Caballero was founded shortly after World War II. In 1945, the Dutch advertising agency Prad (portmanteau for "progressive" and "advertising") was formed, and created the slogan "Caballero, anders dan andere." ("Caballero, different than the others." in English). Dutchmen, mainly from the artistic parts of society, promoted the product (Ramses Shaffy and Henk van Ulsen, who later claimed he never smoked, were a few examples). A song was also created by the Dutch amusement band Leedy Trio, called "Ay-ay-ay! -die Caballero".
The cigarettes had a market share of 4% in the 1950s due to the lack of popularity in comparison to the more popular brands Roxy and Lexington at the time, the appearance of the pack (which was associated with people who were "second-class citizens") and because the cigarettes (which were then sold in packs of 20, instead of the current packs of 25) cost 0.80 cents (about €0.36 today) compared to other brands, which cost 1 Dutch guilder. Instead of increasing the price to 1 guilder for 20 cigarettes, British American Tobacco opted to put 25 cigarettes in one pack, effectively offering more cigarettes for 1 guilder. The move turned out to be a success, increasing Caballero's market share from 4 to 36% in just a few years, also thanks to the effective advertising campaigns with the famous "Mexicaantje" ("Mexican" in English).

The cigarettes were produced in the Caballero factory (part of the factories of Ed Laurens) in Nieuw Binckhorst. Production moved to Zevenaar after BAT acquired the factory in 1995.
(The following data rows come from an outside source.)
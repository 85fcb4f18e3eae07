#![doc = include_str!("../README.md")]
#![doc(issue_tracker_base_url = "https://github.com/tourmap/tourmap/issues/")]
#![cfg_attr(docsrs, feature(doc_cfg, doc_auto_cfg))]
#![warn(missing_docs)]
#![forbid(unsafe_code)]

//! Caching for tourism listing results.
//!
//! [`CacheStore`] holds the expiry and eviction policy and runs over any
//! [`CacheBackend`] from `tourmap-core`:
//!
//! - [`SqliteCache`] - Persistent SQLite-based backend (default, requires `sqlite` feature)
//! - [`InMemoryCache`] - Simple in-memory backend for testing
//! - [`NoopCache`] - No-op backend that doesn't store anything

/// In-memory backend implementation.
pub mod memory;
/// No-op backend implementation.
pub mod noop;
/// Expiry and eviction policy over a backend.
pub mod store;

/// SQLite-based backend implementation.
#[cfg(feature = "sqlite")]
pub mod sqlite;

// Re-export the trait for convenience
pub use tourmap_core::CacheBackend;

// Re-export implementations
pub use memory::InMemoryCache;
pub use noop::NoopCache;
pub use store::{CACHE_TTL, CacheStats, CacheStore, CacheWrite, EVICTION_THRESHOLD};

#[cfg(feature = "sqlite")]
pub use sqlite::SqliteCache;
#![doc = include_str!("../README.md")]
#![doc(issue_tracker_base_url = "https://github.com/tourmap/tourmap/issues/")]
#![cfg_attr(docsrs, feature(doc_cfg, doc_auto_cfg))]
#![warn(missing_docs)]
#![forbid(unsafe_code)]

//! Cached, paginated retrieval of tourism business listings.
//!
//! This crate re-exports the core types, cache backends and the listing API
//! client, and provides a [`FetchOrchestrator`] that runs a [`SearchRequest`]
//! across categories with a 24 hour cache in front of the API.
//!
//! # Features
//!
//! - `cache-sqlite` - SQLite-based caching (default)
//!
//! # Example
//!
//! ```rust,ignore
//! use std::sync::Arc;
//! use tourmap::{
//!     CacheStore, FetchOrchestrator, ListingApiClient, SearchRequest, SqliteCache,
//!     business_types,
//! };
//!
//! #[tokio::main]
//! async fn main() -> tourmap::Result<()> {
//!     let cache = CacheStore::new(Arc::new(SqliteCache::new("tourmap-cache.sqlite3")?));
//!     let orchestrator =
//!         FetchOrchestrator::with_cache(Arc::new(ListingApiClient::new()), Arc::new(cache));
//!
//!     let request = SearchRequest::new("https://api.example.go.th/business/search", "eyJ...")
//!         .with_provinces(["Chiang Mai"])
//!         .with_accommodation_types([business_types::HOTEL, business_types::HOMESTAY]);
//!
//!     let results = orchestrator.run(&request).await?;
//!     println!("{:?}", results.summary);
//!
//!     Ok(())
//! }
//! ```

// Core types and traits
pub use tourmap_core::*;

// Cache implementations
#[cfg(feature = "cache-sqlite")]
pub use tourmap_cache::SqliteCache;
pub use tourmap_cache::{
    CACHE_TTL, CacheStats, CacheStore, CacheWrite, EVICTION_THRESHOLD, InMemoryCache, NoopCache,
};

// Provider
pub use tourmap_api::{ListingApiClient, PAGE_SIZE, Throttle};

mod orchestrator;
mod progress;
mod request;
mod summary;

pub use orchestrator::{FetchOrchestrator, SearchResults};
pub use progress::{ProgressTracker, TracingProgress};
pub use request::{SearchRequest, normalize_provinces};
pub use summary::{RunSummary, map_center};
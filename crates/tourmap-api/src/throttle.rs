//! Jittered pause between page requests.

use rand::Rng;
use std::time::Duration;
use tokio::time::sleep;

/// Randomized delay window applied between consecutive page requests.
#[derive(Clone, Copy, Debug, PartialEq, Eq)]
pub struct Throttle {
    min: Duration,
    max: Duration,
}

impl Default for Throttle {
    fn default() -> Self {
        Self::new(Duration::from_millis(1000), Duration::from_millis(1500))
    }
}

impl Throttle {
    /// Delays are drawn from `[min, max)`. A window with `max <= min`
    /// always waits exactly `min`.
    #[must_use]
    pub const fn new(min: Duration, max: Duration) -> Self {
        Self { min, max }
    }

    /// No pause at all.
    #[must_use]
    pub const fn none() -> Self {
        Self::new(Duration::ZERO, Duration::ZERO)
    }

    /// Lower bound of the window.
    #[must_use]
    pub const fn min(&self) -> Duration {
        self.min
    }

    /// Upper bound of the window.
    #[must_use]
    pub const fn max(&self) -> Duration {
        self.max
    }

    /// Draws the next delay.
    #[must_use]
    pub fn next_delay(&self) -> Duration {
        if self.max <= self.min {
            return self.min;
        }
        rand::rng().random_range(self.min..self.max)
    }

    /// Sleeps for [`Self::next_delay`].
    pub async fn pause(&self) {
        let delay = self.next_delay();
        if !delay.is_zero() {
            sleep(delay).await;
        }
    }
}
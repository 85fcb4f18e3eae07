//! Business category definitions.
//!
//! This module defines [`Category`], the two listing families the upstream API
//! serves, and [`business_types`], the type codes known to belong to each.

use serde::{Deserialize, Serialize};
use std::fmt;
use std::str::FromStr;

use crate::error::TourError;

/// Listing family a business belongs to.
#[derive(Clone, Copy, Debug, PartialEq, Eq, Hash, PartialOrd, Ord, Serialize, Deserialize)]
#[serde(rename_all = "lowercase")]
pub enum Category {
    /// Hotels, homestays, resorts and other lodging.
    Accommodation,
    /// Restaurants and food businesses.
    Restaurant,
}

impl Category {
    /// All categories, in the order a search processes them.
    pub const ALL: [Self; 2] = [Self::Accommodation, Self::Restaurant];

    /// Returns the lowercase wire name of this category.
    #[must_use]
    pub const fn as_str(&self) -> &'static str {
        match self {
            Self::Accommodation => "accommodation",
            Self::Restaurant => "restaurant",
        }
    }
}

impl fmt::Display for Category {
    fn fmt(&self, f: &mut fmt::Formatter<'_>) -> fmt::Result {
        f.write_str(self.as_str())
    }
}

impl FromStr for Category {
    type Err = TourError;

    fn from_str(s: &str) -> Result<Self, Self::Err> {
        match s.trim().to_ascii_lowercase().as_str() {
            "accommodation" => Ok(Self::Accommodation),
            "restaurant" => Ok(Self::Restaurant),
            other => Err(TourError::InvalidParameter(format!(
                "unknown business category: {other}"
            ))),
        }
    }
}

/// Business type codes understood by the upstream listing API.
pub mod business_types {
    /// Hotel.
    pub const HOTEL: &str = "500040001";
    /// Homestay.
    pub const HOMESTAY: &str = "500040002";
    /// Resort.
    pub const RESORT: &str = "500040003";
    /// Daily rental accommodation.
    pub const DAILY_RENTAL: &str = "500040004";
    /// Hostel.
    pub const HOSTEL: &str = "500040005";
    /// Mansion or dormitory.
    pub const MANSION: &str = "500040007";
    /// Restaurant.
    pub const RESTAURANT: &str = "50001";

    /// Accommodation codes selected when none are given explicitly.
    pub const DEFAULT_ACCOMMODATION: &[&str] = &[HOTEL, HOMESTAY, RESORT, DAILY_RENTAL];
}
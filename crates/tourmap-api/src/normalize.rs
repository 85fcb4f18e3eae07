//! Mapping from raw API listings to [`BusinessRecord`]s.

use crate::response::{RawListing, RawLocation, RawRoom};
use tourmap_core::{Address, BusinessRecord, Category, Contact, Location, Room};
use tracing::warn;

/// Normalizes one raw listing.
///
/// Returns `None` for a listing without an id.
pub(crate) fn normalize_listing(raw: RawListing, category: Category) -> Option<BusinessRecord> {
    let Some(id) = raw.id else {
        warn!(%category, "Skipping listing without an id");
        return None;
    };

    let contact = Contact {
        mobile: raw.contact_mobile_phone_no,
        email: raw.contact_email,
        additional: raw.contact_additional_channel,
        website: raw.biz_contact_website,
        facebook: raw.biz_contact_facebook,
        instagram: raw.biz_contact_instagram,
        line: raw.biz_contact_line,
    };

    let mut record = BusinessRecord::new(id, category).with_contact(contact);
    record.name_th = raw.name_th;
    record.name_en = raw.name_en;
    record.address = Address {
        no: raw.address_no,
        moo: raw.moo,
        district: raw.district,
        sub_district: raw.sub_district,
        province: raw.province,
        postal_code: raw.postal_code,
    };
    record.location = raw.location.and_then(normalize_location);
    record.rooms = raw.rooms.into_iter().map(normalize_room).collect();
    record.images = raw.images;
    Some(record)
}

/// Upstream encodes an unknown coordinate as missing, `null` or `0`.
fn normalize_location(raw: RawLocation) -> Option<Location> {
    let coordinates = raw.coordinates;
    let usable = |v: Option<f64>| v.filter(|c| c.is_finite() && *c != 0.0);
    let longitude = usable(coordinates.first().copied().flatten())?;
    let latitude = usable(coordinates.get(1).copied().flatten())?;
    Some(Location {
        latitude,
        longitude,
        kind: raw.kind,
    })
}

fn normalize_room(raw: RawRoom) -> Room {
    Room {
        name: raw.name,
        price: raw.price,
        count: raw.number_of_room,
        images: raw.images,
    }
}

#[cfg(test)]
mod tests {
    use super::*;
    use serde_json::json;
    use tourmap_core::RecordId;

    fn raw(value: serde_json::Value) -> RawListing {
        serde_json::from_value(value).unwrap()
    }

    #[test]
    fn test_full_listing() {
        let listing = raw(json!({
            "id": 4021,
            "nameTh": "โรงแรมริเวอร์ไซด์",
            "nameEn": "Riverside Hotel",
            "addressNo": "99/1",
            "moo": "3",
            "district": "Mueang",
            "subDistrict": "Nai Mueang",
            "province": "Khon Kaen",
            "postalCode": "40000",
            "location": {"type": "Point", "coordinates": [102.8359, 16.4322]},
            "contactMobilePhoneNo": "0812345678",
            "contactEmail": "front@riverside.example",
            "bizContactWebsite": "riverside.example",
            "bizContactLine": "@riverside",
            "rooms": [{"name": "Deluxe", "price": "1500", "numberOfRoom": 12, "images": ["r1.jpg"]}],
            "images": ["a.jpg", "b.jpg"]
        }));

        let record = normalize_listing(listing, Category::Accommodation).unwrap();
        assert_eq!(record.id, RecordId::Number(4021));
        assert_eq!(record.display_name(), Some("โรงแรมริเวอร์ไซด์"));
        assert_eq!(record.address.sub_district.as_deref(), Some("Nai Mueang"));
        assert_eq!(record.coordinates(), Some((16.4322, 102.8359)));
        assert_eq!(
            record.location.as_ref().and_then(|l| l.kind.as_deref()),
            Some("Point")
        );
        assert_eq!(
            record.contact_urls.website.as_deref(),
            Some("https://riverside.example")
        );
        assert_eq!(record.contact_urls.line.as_deref(), Some("@riverside"));
        assert!(record.contact_urls.facebook.is_none());
        assert_eq!(record.rooms.len(), 1);
        assert_eq!(record.rooms[0].count, Some(12));
        assert_eq!(record.images, vec!["a.jpg", "b.jpg"]);
    }

    #[test]
    fn test_missing_fields_stay_absent() {
        let record = normalize_listing(raw(json!({"id": "R-1"})), Category::Restaurant).unwrap();
        assert!(record.name_th.is_none());
        assert!(record.address.province.is_none());
        assert!(record.location.is_none());
        assert!(record.contact_urls.is_empty());
        assert!(record.rooms.is_empty());
    }

    #[test]
    fn test_unusable_coordinates_drop_location() {
        for location in [
            json!({"coordinates": [0, 16.4]}),
            json!({"coordinates": [102.8, null]}),
            json!({"coordinates": [102.8]}),
            json!({"coordinates": null}),
            json!({"type": "Point"}),
        ] {
            let listing = raw(json!({"id": 1, "location": location}));
            let record = normalize_listing(listing, Category::Restaurant).unwrap();
            assert!(record.location.is_none(), "{location}");
        }
    }

    #[test]
    fn test_numeric_string_coordinates_are_placeable() {
        let listing = raw(json!({"id": 2, "location": {"coordinates": ["102.8", "16.4"]}}));
        let record = normalize_listing(listing, Category::Accommodation).unwrap();
        assert_eq!(record.coordinates(), Some((16.4, 102.8)));
    }

    #[test]
    fn test_listing_without_id_is_skipped() {
        let listing = raw(json!({"nameEn": "Nameless"}));
        assert!(normalize_listing(listing, Category::Restaurant).is_none());
    }
}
The main market is the Netherlands. Other markets are or were Belgium, Luxembourg, Germany and Spain. Caballero cigarettes have largely fallen out of fashion, but are still available in the plain variety.

==Sport sponsorship==
Caballero sponsored the cycling team of Jan van der Horst from 1962 until 1972 and participated in the 1970 Tour de France under the "Caballero-Laurens" name.